I assume this is not BiDi fiber?



From: AF <[email protected]> On Behalf Of Adam Moffett
Sent: Thursday, August 21, 2025 12:01 PM
To: AnimalFarm Microwave Users Group <[email protected]>
Subject: Re: [AFMUG] Help me Grok this - tolerance to reflected power



I think the "tolerance to reflected power" was the wrong direction to look.  
That seems like it's more about not damaging the equipment. I'll back out of 
the rabbit hole and just ask what I'm trying to figure out:



How much does reflectance actually hurt you on PON?  Google results are vague.

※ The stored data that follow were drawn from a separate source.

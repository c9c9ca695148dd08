//! Postgres-backed job lock.
//!
//! Transitions run under `SELECT ... FOR UPDATE`; the partial unique index
//! on `(book_id) WHERE status IN ('pending', 'running')` backstops the
//! application-level active-job check. Progress updates are a single
//! conditional `UPDATE` guarded by `status = 'running'` and take no row
//! lock.

use async_trait::async_trait;
use chrono::{Duration, Utc};
use sqlx::PgPool;
use uuid::Uuid;

use super::lock::{busy_error, JobLock, JobOutcome, LockError, ProgressUpdate};
use super::{default_stale_threshold, JobRecord, JobStatus, JobType};

const JOB_COLUMNS: &str = "job_id, book_id, job_type, status, total_items, completed_items, \
     failed_items, current_item, last_completed_item, progress_detail, heartbeat_at, \
     started_at, completed_at, error_message";

pub struct PgJobLock {
    pool: PgPool,
    stale_after: Duration,
}

impl PgJobLock {
    pub fn new(pool: PgPool) -> Self {
        Self {
            pool,
            stale_after: default_stale_threshold(),
        }
    }

    pub fn with_stale_after(pool: PgPool, stale_after: Duration) -> Self {
        Self { pool, stale_after }
    }

    /// Fail a stale running job, re-checking status and staleness under a
    /// row lock so only one transition wins.
    async fn mark_stale(&self, job_id: Uuid) -> Result<(), LockError> {
        let mut tx = self.pool.begin().await.map_err(backend)?;
        let query = format!("SELECT {JOB_COLUMNS} FROM book_jobs WHERE job_id = $1 FOR UPDATE");
        let Some(job) = sqlx::query_as::<_, JobRecord>(&query)
            .bind(job_id)
            .fetch_optional(&mut *tx)
            .await
            .map_err(backend)?
        else {
            return Ok(());
        };
        if job.status != JobStatus::Running || !job.is_stale(self.stale_after, Utc::now()) {
            // Another reader won the race or the heartbeat came back.
            return Ok(());
        }
        sqlx::query(
            "UPDATE book_jobs SET status = 'failed', completed_at = NOW(), error_message = $2 \
             WHERE job_id = $1",
        )
        .bind(job_id)
        .bind(job.stale_message())
        .execute(&mut *tx)
        .await
        .map_err(backend)?;
        tx.commit().await.map_err(backend)?;
        tracing::warn!(
            %job_id,
            book_id = %job.book_id,
            heartbeat_at = ?job.heartbeat_at,
            "job transitioned running -> failed (stale heartbeat)"
        );
        Ok(())
    }
}

#[async_trait]
impl JobLock for PgJobLock {
    async fn acquire(
        &self,
        book_id: &str,
        job_type: JobType,
        total_items: Option<i64>,
    ) -> Result<Uuid, LockError> {
        let query = format!(
            "SELECT {JOB_COLUMNS} FROM book_jobs \
             WHERE book_id = $1 AND status IN ('pending', 'running') LIMIT 1"
        );
        if let Some(existing) = sqlx::query_as::<_, JobRecord>(&query)
            .bind(book_id)
            .fetch_optional(&self.pool)
            .await
            .map_err(backend)?
        {
            if existing.is_stale(self.stale_after, Utc::now()) {
                self.mark_stale(existing.job_id).await?;
            } else {
                return Err(busy_error(&existing));
            }
        }

        let record = JobRecord::new(book_id, job_type, total_items);
        let insert = sqlx::query(
            "INSERT INTO book_jobs \
             (job_id, book_id, job_type, status, total_items, completed_items, failed_items, started_at) \
             VALUES ($1, $2, $3, 'pending', $4, 0, 0, $5)",
        )
        .bind(record.job_id)
        .bind(&record.book_id)
        .bind(record.job_type)
        .bind(record.total_items)
        .bind(record.started_at)
        .execute(&self.pool)
        .await;

        match insert {
            Ok(_) => {
                tracing::info!(job_id = %record.job_id, book_id, %job_type, ?total_items, "job created");
                Ok(record.job_id)
            }
            Err(err) if is_unique_violation(&err) => {
                // Another worker slipped in between the check and the insert;
                // the partial unique index caught it.
                Err(LockError::Busy {
                    book_id: book_id.to_string(),
                    job_type,
                    status: JobStatus::Pending,
                    started: "just now".to_string(),
                })
            }
            Err(err) => Err(backend(err)),
        }
    }

    async fn start(&self, job_id: Uuid) -> Result<(), LockError> {
        let mut tx = self.pool.begin().await.map_err(backend)?;
        let query = format!("SELECT {JOB_COLUMNS} FROM book_jobs WHERE job_id = $1 FOR UPDATE");
        let job = sqlx::query_as::<_, JobRecord>(&query)
            .bind(job_id)
            .fetch_optional(&mut *tx)
            .await
            .map_err(backend)?
            .ok_or(LockError::NotFound(job_id))?;
        if job.status != JobStatus::Pending {
            return Err(LockError::InvalidTransition(format!(
                "cannot start job {job_id} in '{}' state",
                job.status
            )));
        }
        sqlx::query("UPDATE book_jobs SET status = 'running', heartbeat_at = NOW() WHERE job_id = $1")
            .bind(job_id)
            .execute(&mut *tx)
            .await
            .map_err(backend)?;
        tx.commit().await.map_err(backend)?;
        tracing::info!(%job_id, "job transitioned pending -> running");
        Ok(())
    }

    async fn update_progress(&self, job_id: Uuid, update: ProgressUpdate) -> Result<(), LockError> {
        sqlx::query(
            "UPDATE book_jobs SET \
                 current_item = $2, \
                 completed_items = $3, \
                 failed_items = $4, \
                 last_completed_item = COALESCE($5, last_completed_item), \
                 progress_detail = COALESCE($6, progress_detail), \
                 heartbeat_at = NOW() \
             WHERE job_id = $1 AND status = 'running'",
        )
        .bind(job_id)
        .bind(update.current_item)
        .bind(update.completed)
        .bind(update.failed)
        .bind(update.last_completed_item)
        .bind(update.detail)
        .execute(&self.pool)
        .await
        .map_err(backend)?;
        Ok(())
    }

    async fn release(
        &self,
        job_id: Uuid,
        outcome: JobOutcome,
        error: Option<String>,
    ) -> Result<(), LockError> {
        let mut tx = self.pool.begin().await.map_err(backend)?;
        let query = format!("SELECT {JOB_COLUMNS} FROM book_jobs WHERE job_id = $1 FOR UPDATE");
        let Some(job) = sqlx::query_as::<_, JobRecord>(&query)
            .bind(job_id)
            .fetch_optional(&mut *tx)
            .await
            .map_err(backend)?
        else {
            tracing::warn!(%job_id, "cannot release: job not found");
            return Ok(());
        };
        if job.status.is_terminal() {
            tracing::warn!(%job_id, status = %job.status, "cannot release job in terminal state");
            return Ok(());
        }
        sqlx::query(
            "UPDATE book_jobs SET status = $2, completed_at = NOW(), error_message = $3 \
             WHERE job_id = $1",
        )
        .bind(job_id)
        .bind(outcome.as_status())
        .bind(error)
        .execute(&mut *tx)
        .await
        .map_err(backend)?;
        tx.commit().await.map_err(backend)?;
        tracing::info!(%job_id, from = %job.status, to = %outcome.as_status(), "job released");
        Ok(())
    }

    async fn get_job(&self, job_id: Uuid) -> Result<Option<JobRecord>, LockError> {
        let query = format!("SELECT {JOB_COLUMNS} FROM book_jobs WHERE job_id = $1");
        sqlx::query_as::<_, JobRecord>(&query)
            .bind(job_id)
            .fetch_optional(&self.pool)
            .await
            .map_err(backend)
    }

    async fn get_latest(
        &self,
        book_id: &str,
        job_type: Option<JobType>,
    ) -> Result<Option<JobRecord>, LockError> {
        let query = match job_type {
            Some(_) => format!(
                "SELECT {JOB_COLUMNS} FROM book_jobs \
                 WHERE book_id = $1 AND job_type = $2 \
                 ORDER BY started_at DESC NULLS LAST LIMIT 1"
            ),
            None => format!(
                "SELECT {JOB_COLUMNS} FROM book_jobs \
                 WHERE book_id = $1 \
                 ORDER BY started_at DESC NULLS LAST LIMIT 1"
            ),
        };
        let mut fetch = sqlx::query_as::<_, JobRecord>(&query).bind(book_id);
        if let Some(job_type) = job_type {
            fetch = fetch.bind(job_type);
        }
        let Some(job) = fetch.fetch_optional(&self.pool).await.map_err(backend)? else {
            return Ok(None);
        };

        if job.is_stale(self.stale_after, Utc::now()) {
            self.mark_stale(job.job_id).await?;
            return self.get_job(job.job_id).await;
        }
        Ok(Some(job))
    }
}

fn backend(err: sqlx::Error) -> LockError {
    LockError::Backend(err.to_string())
}

fn is_unique_violation(err: &sqlx::Error) -> bool {
    match err {
        sqlx::Error::Database(db) => db.code().as_deref() == Some("23505"),
        _ => false,
    }
}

Example: You generally need to have two connectors at the OLT (device to patch 
panel), and there's one connector at the ONT.  If you fusion spliced everything 
else so there were no additional reflective events, would there be a measurable 
BER or stability difference compared to having a coupler in the NID, 
connectorized splitters in the field, etc.



Another example: An AFL Fastconnect twist-on SC/APC field termination has -50dB 
reflectance according to the spec sheet.  A factory terminated connector or 
splice-on connector is -65dB.  How much does the twist-on hurt you?





-Adam





________________________________

From: Adam Moffett <[email protected]<mailto:[email protected]>>
Sent: Thursday, August 21, 2025 11:54 AM
To: AnimalFarm Microwave Users Group <[email protected]<mailto:[email protected]>>
Subject: Help me Grok this - tolerance to reflected power





Definition from ITU G.987:

3.3.15 tolerance to reflected power (transmitter): A transmitter parameter that 
characterizes the

maximum admissible ratio of the average reflected optical transmit power 
incident at the transmitter

to the average optical transmit power.



If my average transmit power is +6dBm and the tolerance to reflected power is 
-15dB, then 6 - 15 = -9, so reflected power as strong as -9dBm won't harm the 
transmitter?

Is it that easy or am I misunderstanding the definition?